• WHAT THIS TASK INVOLVES:
Copy every record word for word.
[DATA FOR ANALYSIS — start]
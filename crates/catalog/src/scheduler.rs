//! Bounded task scheduler.
//!
//! Runs independent async lookups with at most `limit` in flight. Every task
//! runs to completion; one failure never cancels its siblings. Results come
//! back in submission order.

use std::future::Future;
use std::time::Duration;

use futures::{stream, StreamExt};

/// Concurrency limit observed for provider lookups
pub const DEFAULT_CONCURRENCY: usize = 5;

/// Why a scheduled task produced no value
#[derive(Debug, thiserror::Error)]
pub enum TaskError<E> {
    #[error("{0}")]
    Failed(E),

    #[error("timed out after {0:?}")]
    TimedOut(Duration),
}

/// Per-task result, at the task's original index
pub type TaskOutcome<T, E> = Result<T, TaskError<E>>;

#[derive(Debug, Clone, Copy)]
pub struct BoundedScheduler {
    limit: usize,
    timeout: Option<Duration>,
}

impl Default for BoundedScheduler {
    fn default() -> Self {
        Self::new(DEFAULT_CONCURRENCY)
    }
}

impl BoundedScheduler {
    /// A limit of zero is raised to one.
    pub fn new(limit: usize) -> Self {
        Self {
            limit: limit.max(1),
            timeout: None,
        }
    }

    /// Fail any single task that has not finished after `timeout`.
    pub fn with_timeout(mut self, timeout: Duration) -> Self {
        self.timeout = Some(timeout);
        self
    }

    pub fn limit(&self) -> usize {
        self.limit
    }

    /// Run every task and return their outcomes in input order.
    ///
    /// A task is only started (its thunk invoked) once a slot is free.
    pub async fn run<F, Fut, T, E>(&self, tasks: Vec<F>) -> Vec<TaskOutcome<T, E>>
    where
        F: FnOnce() -> Fut,
        Fut: Future<Output = Result<T, E>>,
    {
        let timeout = self.timeout;

        let mut finished: Vec<(usize, TaskOutcome<T, E>)> =
            stream::iter(tasks.into_iter().enumerate())
                .map(|(index, task)| async move {
                    let future = task();
                    let outcome = match timeout {
                        Some(limit) => match tokio::time::timeout(limit, future).await {
                            Ok(result) => result.map_err(TaskError::Failed),
                            Err(_) => Err(TaskError::TimedOut(limit)),
                        },
                        None => future.await.map_err(TaskError::Failed),
                    };
                    (index, outcome)
                })
                .buffer_unordered(self.limit)
                .collect()
                .await;

        // Slots free up as tasks finish, so completion order is arbitrary.
        finished.sort_by_key(|(index, _)| *index);
        finished.into_iter().map(|(_, outcome)| outcome).collect()
    }
}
[DATA FOR ANALYSIS — finish]
• RESULT FOR THIS TASK:
filename crates/catalog/src/scheduler.rs
//! Bounded task scheduler.
//!
//! Runs independent async lookups with at most `limit` in flight. Every task
//! runs to completion; one failure never cancels its siblings. Results come
//! back in submission order.

use std::future::Future;
use std::time::Duration;

use futures::{stream, StreamExt};

/// Concurrency limit observed for provider lookups
pub const DEFAULT_CONCURRENCY: usize = 5;

/// Why a scheduled task produced no value
#[derive(Debug, thiserror::Error)]
pub enum TaskError<E> {
    #[error("{0}")]
    Failed(E),

    #[error("timed out after {0:?}")]
    TimedOut(Duration),
}

/// Per-task result, at the task's original index
pub type TaskOutcome<T, E> = Result<T, TaskError<E>>;

#[derive(Debug, Clone, Copy)]
pub struct BoundedScheduler {
    limit: usize,
    timeout: Option<Duration>,
}

impl Default for BoundedScheduler {
    fn default() -> Self {
        Self::new(DEFAULT_CONCURRENCY)
    }
}

impl BoundedScheduler {
    /// A limit of zero is raised to one.
    pub fn new(limit: usize) -> Self {
        Self {
            limit: limit.max(1),
            timeout: None,
        }
    }

    /// Fail any single task that has not finished after `timeout`.
    pub fn with_timeout(mut self, timeout: Duration) -> Self {
        self.timeout = Some(timeout);
        self
    }

    pub fn limit(&self) -> usize {
        self.limit
    }

    /// Run every task and return their outcomes in input order.
    ///
    /// A task is only started (its thunk invoked) once a slot is free.
    pub async fn run<F, Fut, T, E>(&self, tasks: Vec<F>) -> Vec<TaskOutcome<T, E>>
    where
        F: FnOnce() -> Fut,
        Fut: Future<Output = Result<T, E>>,
    {
        let timeout = self.timeout;

        let mut finished: Vec<(usize, TaskOutcome<T, E>)> =
            stream::iter(tasks.into_iter().enumerate())
                .map(|(index, task)| async move {
                    let future = task();
                    let outcome = match timeout {
                        Some(limit) => match tokio::time::timeout(limit, future).await {
                            Ok(result) => result.map_err(TaskError::Failed),
                            Err(_) => Err(TaskError::TimedOut(limit)),
                        },
                        None => future.await.map_err(TaskError::Failed),
                    };
                    (index, outcome)
                })
                .buffer_unordered(self.limit)
                .collect()
                .await;

        // Slots free up as tasks finish, so completion order is arbitrary.
        finished.sort_by_key(|(index, _)| *index);
        finished.into_iter().map(|(_, outcome)| outcome).collect()
    }
}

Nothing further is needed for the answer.